■ **WHAT IS EXPECTED**
Where does "lambda" appear in the data? Return each line that holds it.

■ **EXTRACTED RECORDS**
impl Optimizer {
    fn statements(&mut self, statements: Vec<Statement>) -> Vec<Statement> {
        let mut output = Vec::with_capacity(statements.len());
        for statement in statements {
            self.statement(statement, &mut output);
        }
        output
    }

    fn block(&mut self, block: Block) -> Block {
        Block::new(self.statements(block.statements))
    }

    /// Pushes the rewrite of `statement` onto `output`: nothing, itself, or the
    /// statements of a taken branch.
    fn statement(&mut self, statement: Statement, output: &mut Vec<Statement>) {
        match statement {
            Statement::VariableDeclaration {
                variable,
                initializer,
            } => output.push(Statement::VariableDeclaration {
                variable,
                initializer: self.expression(initializer),
            }),
            Statement::FunctionDeclaration { function, body } => {
                output.push(Statement::FunctionDeclaration {
                    function,
                    body: self.block(body),
                })
            }
            Statement::ObjectCreation {
                object,
                class,
                arguments,
            } => output.push(Statement::ObjectCreation {
                object,
                class,
                arguments: self.expressions(arguments),
            }),
            Statement::If(conditional) => self.conditional(conditional, output),
            Statement::While { test, body } => {
                let test = self.expression(test);
                if matches!(test.as_literal(), Some(Literal::Boolean(false))) {
                    self.removed += 1;
                    return;
                }
                output.push(Statement::While {
                    test,
                    body: self.block(body),
                });
            }
            Statement::ForLoop {
                iterator,
                start,
                stop,
                step,
                body,
            } => {
                let start = self.expression(start);
                let stop = self.expression(stop);
                let step = self.expression(step);
                if is_empty_domain(&start, &stop, &step) {
                    self.removed += 1;
                    return;
                }
                output.push(Statement::ForLoop {
                    iterator,
                    start,
                    stop,
                    step,
                    body: self.block(body),
                });
            }
            Statement::Print { argument } => output.push(Statement::Print {
                argument: self.expression(argument),
            }),
            Statement::Assignment { target, source } => {
                let target = self.expression(target);
                let source = self.expression(source);
                let is_self_assignment = matches!(
                    (target.as_variable(), source.as_variable()),
                    (Some(left), Some(right)) if left.id == right.id
                );
                if is_self_assignment {
                    self.removed += 1;
                    return;
                }
                output.push(Statement::Assignment { target, source });
            }
            Statement::Increment { target } => output.push(Statement::Increment {
                target: self.expression(target),
            }),
            Statement::Decrement { target } => output.push(Statement::Decrement {
                target: self.expression(target),
            }),
            Statement::Break => output.push(Statement::Break),
            Statement::Return { expression } => output.push(Statement::Return {
                expression: expression.map(|expression| self.expression(expression)),
            }),
            Statement::Call { call } => output.push(Statement::Call {
                call: self.expression(call),
            }),
        }
    }

    fn conditional(&mut self, conditional: IfStatement, output: &mut Vec<Statement>) {
        let test = self.expression(conditional.test);
        let consequent = self.block(conditional.consequent);
        let alternate = conditional.alternate.and_then(|alternate| match alternate {
            Alternate::Block(block) => Some(Alternate::Block(self.block(block))),
            Alternate::If(nested) => {
                let mut rewritten = Vec::new();
                self.conditional(*nested, &mut rewritten);
                match single_if(rewritten) {
                    Ok(nested) => Some(Alternate::If(Box::new(nested))),
                    Err(statements) if statements.is_empty() => None,
                    Err(statements) => Some(Alternate::Block(Block::new(statements))),
                }
            }
        });

        match test.as_literal() {
            Some(Literal::Boolean(true)) => {
                self.removed += 1;
                output.extend(consequent.statements);
            }
            Some(Literal::Boolean(false)) => {
                self.removed += 1;
                match alternate {
                    Some(Alternate::Block(block)) => output.extend(block.statements),
                    Some(Alternate::If(nested)) => output.push(Statement::If(*nested)),
                    None => {}
                }
            }
            _ => output.push(Statement::If(IfStatement {
                test,
                consequent,
                alternate,
            })),
        }
    }

    fn expressions(&mut self, expressions: Vec<Expression>) -> Vec<Expression> {
        expressions
            .into_iter()
            .map(|expression| self.expression(expression))
            .collect()
    }

    fn expression(&mut self, expression: Expression) -> Expression {
        let Expression { kind, ty } = expression;
        match kind {
            ExpressionKind::Unary { operator, operand } => {
                let operand = self.expression(*operand);
                if let Some(literal) = operand.as_literal().and_then(|l| fold_unary(operator, l))
                {
                    self.folded += 1;
                    return Expression::literal(literal);
                }
                Expression::new(
                    ExpressionKind::Unary {
                        operator,
                        operand: Box::new(operand),
                    },
                    ty,
                )
            }
            ExpressionKind::Binary {
                operator,
                left,
                right,
            } => {
                let left = self.expression(*left);
                let right = self.expression(*right);
                self.binary(operator, left, right, ty)
            }
            ExpressionKind::Array(elements) => {
                Expression::new(ExpressionKind::Array(self.expressions(elements)), ty)
            }
            ExpressionKind::Matrix(rows) => {
                let rows = rows.into_iter().map(|row| self.expressions(row)).collect();
                Expression::new(ExpressionKind::Matrix(rows), ty)
            }
            ExpressionKind::Subscript { object, index } => Expression::new(
                ExpressionKind::Subscript {
                    object: Box::new(self.expression(*object)),
                    index: Box::new(self.expression(*index)),
                },
                ty,
            ),
            ExpressionKind::Call { callee, arguments } => Expression::new(
                ExpressionKind::Call {
                    callee,
                    arguments: self.expressions(arguments),
                },
                ty,
            ),
            ExpressionKind::MethodCall {
                receiver,
                class,
                method,
            } => Expression::new(
                ExpressionKind::MethodCall {
                    receiver: Box::new(self.expression(*receiver)),
                    class,
                    method,
                },
                ty,
            ),
            ExpressionKind::MapOrFilter {
                receiver,
                operation,
                lambda,
            } => Expression::new(
                ExpressionKind::MapOrFilter {
                    receiver: Box::new(self.expression(*receiver)),
                    operation,
                    lambda: Lambda {
                        parameter: lambda.parameter,
                        body: Box::new(self.expression(*lambda.body)),
                    },
                },
                ty,
            ),
            kind @ (ExpressionKind::Literal(_) | ExpressionKind::Variable(_)) => {
                Expression::new(kind, ty)
            }
        }
    }

    fn binary(
        &mut self,
        operator: BinaryOperator,
        left: Expression,
        right: Expression,
        ty: Type,
    ) -> Expression {
        if let (Some(l), Some(r)) = (left.as_literal(), right.as_literal()) {
            if let Some(folded) = fold_binary(operator, l, r) {
                self.folded += 1;
                return Expression::literal(folded);
            }
        }

        match self.reduce(operator, left, right, &ty) {
            Ok(reduced) => {
                self.folded += 1;
                reduced
            }
            Err((left, right)) => Expression::new(
                ExpressionKind::Binary {
                    operator,
                    left: Box::new(left),
                    right: Box::new(right),
                },
                ty,
            ),
        }
    }

    /// Strength reductions and boolean short-circuits. Hands the operands back
    /// untouched when no rule applies.
    fn reduce(
        &mut self,
        operator: BinaryOperator,
        left: Expression,
        right: Expression,
        ty: &Type,
    ) -> Result<Expression, (Expression, Expression)> {
        use BinaryOperator::*;

        let left_value = left.as_literal().cloned();
        let right_value = right.as_literal().cloned();
        let is = |value: &Option<Literal>, n: f64| {
            value.as_ref().and_then(Literal::as_f64) == Some(n)
        };
        let keeps = |kept: &Expression| kept.ty == *ty;

        if ty.is_numeric() {
            match operator {
                Add if is(&right_value, 0.0) && keeps(&left) => return Ok(left),
                Add if is(&left_value, 0.0) && keeps(&right) => return Ok(right),
                Subtract if is(&right_value, 0.0) && keeps(&left) => return Ok(left),
                Subtract if is(&left_value, 0.0) && keeps(&right) => {
                    return Ok(Expression::new(
                        ExpressionKind::Unary {
                            operator: UnaryOperator::Negative,
                            operand: Box::new(right),
                        },
                        ty.clone(),
                    ))
                }
                Multiply if is(&right_value, 1.0) && keeps(&left) => return Ok(left),
                Multiply if is(&left_value, 1.0) && keeps(&right) => return Ok(right),
                Divide if is(&right_value, 1.0) && keeps(&left) => return Ok(left),
                Multiply if is(&right_value, 0.0) && left.is_pure() => return Ok(zero(ty)),
                Multiply if is(&left_value, 0.0) && right.is_pure() => return Ok(zero(ty)),
                Power if is(&right_value, 0.0) && left.is_pure() => return Ok(one(ty)),
                Power if is(&left_value, 1.0) && right.is_pure() => return Ok(one(ty)),
                _ => {}
            }
        }

        match (operator, &left_value) {
            (Or, Some(Literal::Boolean(true))) | (And, Some(Literal::Boolean(false))) => {
                return Ok(left)
            }
            (Or, Some(Literal::Boolean(false))) | (And, Some(Literal::Boolean(true))) => {
                return Ok(right)
            }
            _ => {}
        }

        Err((left, right))
    }
}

■ **RESULT OF THIS TASK**
                lambda,
                    lambda: Lambda {
                        parameter: lambda.parameter,
                        body: Box::new(self.expression(*lambda.body)),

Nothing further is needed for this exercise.